═════ Data records

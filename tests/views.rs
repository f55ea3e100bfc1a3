mod common;

use inspection_view::{
    mapping::{CanonicalField, MappingOverride},
    record::RawRecord,
};
use proptest::prelude::*;
use serde_json::{Value, json};

use common::{inspection_records, loaded_session};

fn fire_and_hvac() -> Value {
    let records = (0..12)
        .map(|n| {
            let kind = if n % 2 == 0 && n < 10 { "Fire" } else { "HVAC" };
            json!({"设备类型": kind, "楼宇": "HQ", "楼层": format!("{}F", n % 4 + 1)})
        })
        .collect::<Vec<_>>();
    Value::Array(records)
}

#[test]
fn device_groups_preview_their_first_members() {
    let session = loaded_session(fire_and_hvac());
    let view = session.build_device_type_view();

    let sizes = view
        .groups
        .iter()
        .map(|group| (group.name.as_str(), group.count()))
        .collect::<Vec<_>>();
    assert_eq!(sizes, vec![("Fire", 5), ("HVAC", 7)]);
    assert_eq!(view.total(), 12);

    let builder = session.view_builder();
    let fire = &view.groups[0];
    let hvac = &view.groups[1];
    assert_eq!(builder.device_entries(fire, view.preview_limit).len(), 5);
    assert_eq!(fire.more_indicator(view.preview_limit), None);
    assert_eq!(builder.device_entries(hvac, view.preview_limit).len(), 5);
    assert_eq!(
        hvac.more_indicator(view.preview_limit).as_deref(),
        Some("+2 more")
    );
}

#[test]
fn device_entries_fall_back_to_positional_labels() {
    let session = loaded_session(fire_and_hvac());
    let view = session.build_device_type_view();
    let entries = session.view_builder().device_entries(&view.groups[1], 3);
    let labels = entries
        .iter()
        .map(|entry| entry.label.as_str())
        .collect::<Vec<_>>();
    assert_eq!(labels, vec!["Device 1", "Device 2", "Device 3"]);
    assert!(entries.iter().all(|entry| entry.building == "HQ"));
}

#[test]
fn unmapped_device_type_groups_everything_as_unclassified() {
    let mut session = loaded_session(inspection_records());
    session.set_mapping_override(&MappingOverride::new().clear(CanonicalField::DeviceType));
    let view = session.build_device_type_view();
    assert_eq!(view.groups.len(), 1);
    assert_eq!(view.groups[0].name, "Unclassified");
    assert_eq!(view.groups[0].count(), 8);
}

#[test]
fn location_tree_keeps_first_seen_order() {
    let session = loaded_session(inspection_records());
    let tree = session.build_location_tree_view();

    let outline = tree
        .buildings
        .iter()
        .map(|building| {
            let floors = building
                .floors
                .iter()
                .map(|floor| format!("{}:{}", floor.name, floor.members.len()))
                .collect::<Vec<_>>()
                .join(",");
            format!("{}[{}] {floors}", building.name, building.device_count())
        })
        .collect::<Vec<_>>();
    assert_eq!(
        outline,
        vec!["A座[4] 1F:1,2F:2,B1:1", "B座[4] 1F:1,3F:2,10F:1"]
    );
}

#[test]
fn location_entries_fall_back_to_device_id() {
    let session = loaded_session(inspection_records());
    let tree = session.build_location_tree_view();
    let builder = session.view_builder();
    let b_floors = &tree.buildings[1].floors;

    let third = builder.location_entry(b_floors[1].members[1]);
    assert_eq!(third.device_type, "消火栓");
    assert_eq!(third.location, "ID: B-302");

    let tenth = builder.location_entry(b_floors[2].members[0]);
    assert_eq!(tenth.location, "ID: B-1001");

    let bare = RawRecord::from_pairs([("楼宇", inspection_view::record::Value::Absent)]);
    let entry = builder.location_entry(&bare);
    assert_eq!(entry.device_type, "UnknownType");
    assert_eq!(entry.location, "NoLocation");
}

#[test]
fn table_rows_use_placeholders_for_blank_cells() {
    let session = loaded_session(inspection_records());
    let table = session.build_table_view(1);
    assert_eq!(table.rows.len(), 8);
    assert_eq!(table.rows[0].index, 1);
    assert_eq!(
        table.rows[6].cells(),
        vec!["7", "消火栓", "B座", "3F", "Unknown", "B-302"]
    );
    assert_eq!(table.rows[7].location, "Unknown");
}

#[test]
fn record_details_hide_internal_columns() {
    let session = loaded_session(json!([
        {"设备类型": "风机", "_row": 4, "index": 0, "备注": "", "编号": "F-1"}
    ]));
    let details = session.record_details(1).expect("row exists");
    assert_eq!(details.title, "风机 details");
    assert_eq!(
        details.rows,
        vec![
            ("设备类型".to_string(), "风机".to_string()),
            ("备注".to_string(), "NotProvided".to_string()),
            ("编号".to_string(), "F-1".to_string()),
        ]
    );
}

proptest! {
    #[test]
    fn every_record_lands_in_exactly_one_group(
        kinds in proptest::collection::vec(prop_oneof![Just("烟感"), Just("风机"), Just(""), Just("水泵")], 0..40)
    ) {
        let records = kinds
            .iter()
            .map(|kind| json!({"设备类型": kind, "楼宇": "HQ"}))
            .collect::<Vec<_>>();
        let session = loaded_session(Value::Array(records));
        let filtered = session.compute_filtered_view();
        let view = session.build_device_type_view();

        prop_assert_eq!(view.total(), filtered.len());
        let mut seen = view
            .groups
            .iter()
            .flat_map(|group| group.members.iter().map(|record| *record as *const RawRecord))
            .collect::<Vec<_>>();
        seen.sort();
        seen.dedup();
        prop_assert_eq!(seen.len(), filtered.len());
    }
}
//! File reading, decoding and CSV plumbing.
//!
//! - **Inputs**: `.csv`/`.tsv` files become flat records, anything else is
//!   parsed as JSON; `-` reads JSON from stdin.
//! - **Groups**: several input files form one grouped payload keyed by file stem.
//! - **Encoding**: input bytes are decoded via `encoding_rs`, defaulting to UTF-8.
//! - **Output**: CSV output uses `QuoteStyle::Always`.

use std::{
    fs::{self, File},
    io::{self, BufReader, Read, Write},
    path::Path,
};

use anyhow::{Context, Result, anyhow};
use csv::QuoteStyle;
use encoding_rs::{Encoding, UTF_8};
use log::debug;

use crate::{
    error::EngineError,
    ingest::Payload,
    record::{RawRecord, Value},
};

pub const DEFAULT_CSV_DELIMITER: u8 = b',';
pub const DEFAULT_TSV_DELIMITER: u8 = b'\t';

pub fn is_dash(path: &Path) -> bool {
    path == Path::new("-")
}

pub fn resolve_encoding(label: Option<&str>) -> Result<&'static Encoding> {
    if let Some(value) = label {
        Encoding::for_label(value.trim().as_bytes())
            .ok_or_else(|| anyhow!("Unknown encoding '{value}'"))
    } else {
        Ok(UTF_8)
    }
}

pub fn resolve_input_delimiter(path: &Path, provided: Option<u8>) -> u8 {
    provided.unwrap_or_else(|| match extension(path).as_deref() {
        Some("tsv") => DEFAULT_TSV_DELIMITER,
        _ => DEFAULT_CSV_DELIMITER,
    })
}

fn extension(path: &Path) -> Option<String> {
    path.extension()
        .and_then(|ext| ext.to_str())
        .map(|ext| ext.to_ascii_lowercase())
}

fn is_tabular(path: &Path) -> bool {
    matches!(extension(path).as_deref(), Some("csv" | "tsv"))
}

pub fn decode_bytes(bytes: &[u8], encoding: &'static Encoding) -> Result<String> {
    // Strips a UTF-8 BOM, common in spreadsheet exports.
    let bytes = if encoding == UTF_8 {
        bytes.strip_prefix(b"\xEF\xBB\xBF").unwrap_or(bytes)
    } else {
        bytes
    };
    let (text, _, had_errors) = encoding.decode(bytes);
    if had_errors {
        Err(anyhow!(
            "Failed to decode text with encoding {}",
            encoding.name()
        ))
    } else {
        Ok(text.into_owned())
    }
}

pub fn decode_record(record: &csv::ByteRecord, encoding: &'static Encoding) -> Result<Vec<String>> {
    record
        .iter()
        .map(|field| decode_bytes(field, encoding))
        .collect()
}

pub fn open_csv_reader<R>(reader: R, delimiter: u8) -> csv::Reader<R>
where
    R: Read,
{
    let mut builder = csv::ReaderBuilder::new();
    builder
        .has_headers(true)
        .delimiter(delimiter)
        .double_quote(true)
        .flexible(true);
    builder.from_reader(reader)
}

pub fn csv_writer<W>(writer: W, delimiter: u8) -> csv::Writer<W>
where
    W: Write,
{
    let mut builder = csv::WriterBuilder::new();
    builder
        .delimiter(delimiter)
        .quote_style(QuoteStyle::Always)
        .double_quote(true);
    builder.from_writer(writer)
}

/// Reads CSV rows as records keyed by header; empty cells are absent values.
pub fn read_csv_records<R>(
    reader: R,
    delimiter: u8,
    encoding: &'static Encoding,
) -> Result<Vec<RawRecord>>
where
    R: Read,
{
    let mut reader = open_csv_reader(reader, delimiter);
    let headers = decode_record(&reader.byte_headers()?.clone(), encoding)?;
    let mut records = Vec::new();
    for (row_idx, record) in reader.byte_records().enumerate() {
        let record = record.with_context(|| format!("Reading row {}", row_idx + 2))?;
        let decoded = decode_record(&record, encoding)
            .with_context(|| format!("Decoding row {}", row_idx + 2))?;
        let pairs = headers.iter().enumerate().map(|(idx, header)| {
            let value = decoded
                .get(idx)
                .map(|cell| Value::from_cell(cell))
                .unwrap_or(Value::Absent);
            (header.clone(), value)
        });
        records.push(RawRecord::from_pairs(pairs));
    }
    Ok(records)
}

fn read_bytes(path: &Path) -> Result<Vec<u8>> {
    let mut bytes = Vec::new();
    if is_dash(path) {
        io::stdin()
            .lock()
            .read_to_end(&mut bytes)
            .context("Reading stdin")?;
    } else {
        BufReader::new(File::open(path).with_context(|| format!("Opening input file {path:?}"))?)
            .read_to_end(&mut bytes)
            .with_context(|| format!("Reading input file {path:?}"))?;
    }
    Ok(bytes)
}

/// Reads one input file into a payload.
pub fn read_payload(
    path: &Path,
    delimiter: Option<u8>,
    encoding: &'static Encoding,
) -> Result<Payload> {
    if is_tabular(path) {
        let delimiter = resolve_input_delimiter(path, delimiter);
        let bytes = read_bytes(path)?;
        let records = read_csv_records(bytes.as_slice(), delimiter, encoding)
            .with_context(|| format!("Parsing CSV input {path:?}"))?;
        debug!("Read {} CSV record(s) from {path:?}", records.len());
        return Ok(Payload::Records(records));
    }
    let text = decode_bytes(&read_bytes(path)?, encoding)?;
    let payload =
        Payload::from_json_str(&text).with_context(|| format!("Parsing JSON input {path:?}"))?;
    debug!(
        "Read {} payload with {} record(s) from {path:?}",
        payload.shape(),
        payload.record_count().unwrap_or_default()
    );
    Ok(payload)
}

/// Reads all inputs. Several files form one group per file, named by file stem.
pub fn read_inputs(
    paths: &[impl AsRef<Path>],
    delimiter: Option<u8>,
    encoding: &'static Encoding,
) -> Result<Payload> {
    match paths {
        [] => Err(anyhow!("At least one input is required")),
        [single] => read_payload(single.as_ref(), delimiter, encoding),
        many => {
            let mut groups = Vec::with_capacity(many.len());
            for path in many {
                let path = path.as_ref();
                let name = path
                    .file_stem()
                    .map(|stem| stem.to_string_lossy().into_owned())
                    .unwrap_or_else(|| path.display().to_string());
                match read_payload(path, delimiter, encoding)? {
                    Payload::Records(records) => groups.push((name, records)),
                    Payload::Groups(inner) => groups.extend(inner),
                    Payload::Unrecognized(_) => {
                        return Err(EngineError::malformed(format!(
                            "{path:?} does not contain records"
                        ))
                        .into());
                    }
                }
            }
            Ok(Payload::Groups(groups))
        }
    }
}

pub fn write_text(path: Option<&Path>, text: &str) -> Result<()> {
    match path {
        Some(p) if !is_dash(p) => {
            fs::write(p, text).with_context(|| format!("Writing output file {p:?}"))
        }
        _ => {
            let mut stdout = io::stdout().lock();
            stdout.write_all(text.as_bytes()).context("Writing stdout")?;
            stdout.flush().context("Flushing stdout")
        }
    }
}

#[cfg(test)]
mod tests {
    use super::*;

    #[test]
    fn csv_rows_become_records_with_absent_cells() {
        let input = "楼宇,楼层,备注\n1号楼,3,\n2号楼,,ok\n";
        let records = read_csv_records(input.as_bytes(), b',', UTF_8).unwrap();
        assert_eq!(records.len(), 2);
        assert_eq!(records[0].text("楼层").as_deref(), Some("3"));
        assert_eq!(records[0].get("备注"), Some(&Value::Absent));
        assert_eq!(records[1].get("楼层"), Some(&Value::Absent));
    }

    #[test]
    fn bom_is_stripped_from_utf8_input() {
        let decoded = decode_bytes(b"\xEF\xBB\xBF[1]", UTF_8).unwrap();
        assert_eq!(decoded, "[1]");
    }

    #[test]
    fn gbk_input_decodes() {
        let encoding = resolve_encoding(Some("gbk")).unwrap();
        let (bytes, _, _) = encoding.encode("楼层");
        assert_eq!(decode_bytes(&bytes, encoding).unwrap(), "楼层");
    }

    #[test]
    fn tsv_extension_selects_tab() {
        assert_eq!(resolve_input_delimiter(Path::new("a.TSV"), None), b'\t');
        assert_eq!(resolve_input_delimiter(Path::new("a.json"), None), b',');
        assert_eq!(resolve_input_delimiter(Path::new("a.tsv"), Some(b';')), b';');
    }
}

══════════

## Work task
How many lines above contain the word "files"? Answer with the number alone.

## Response to the task
3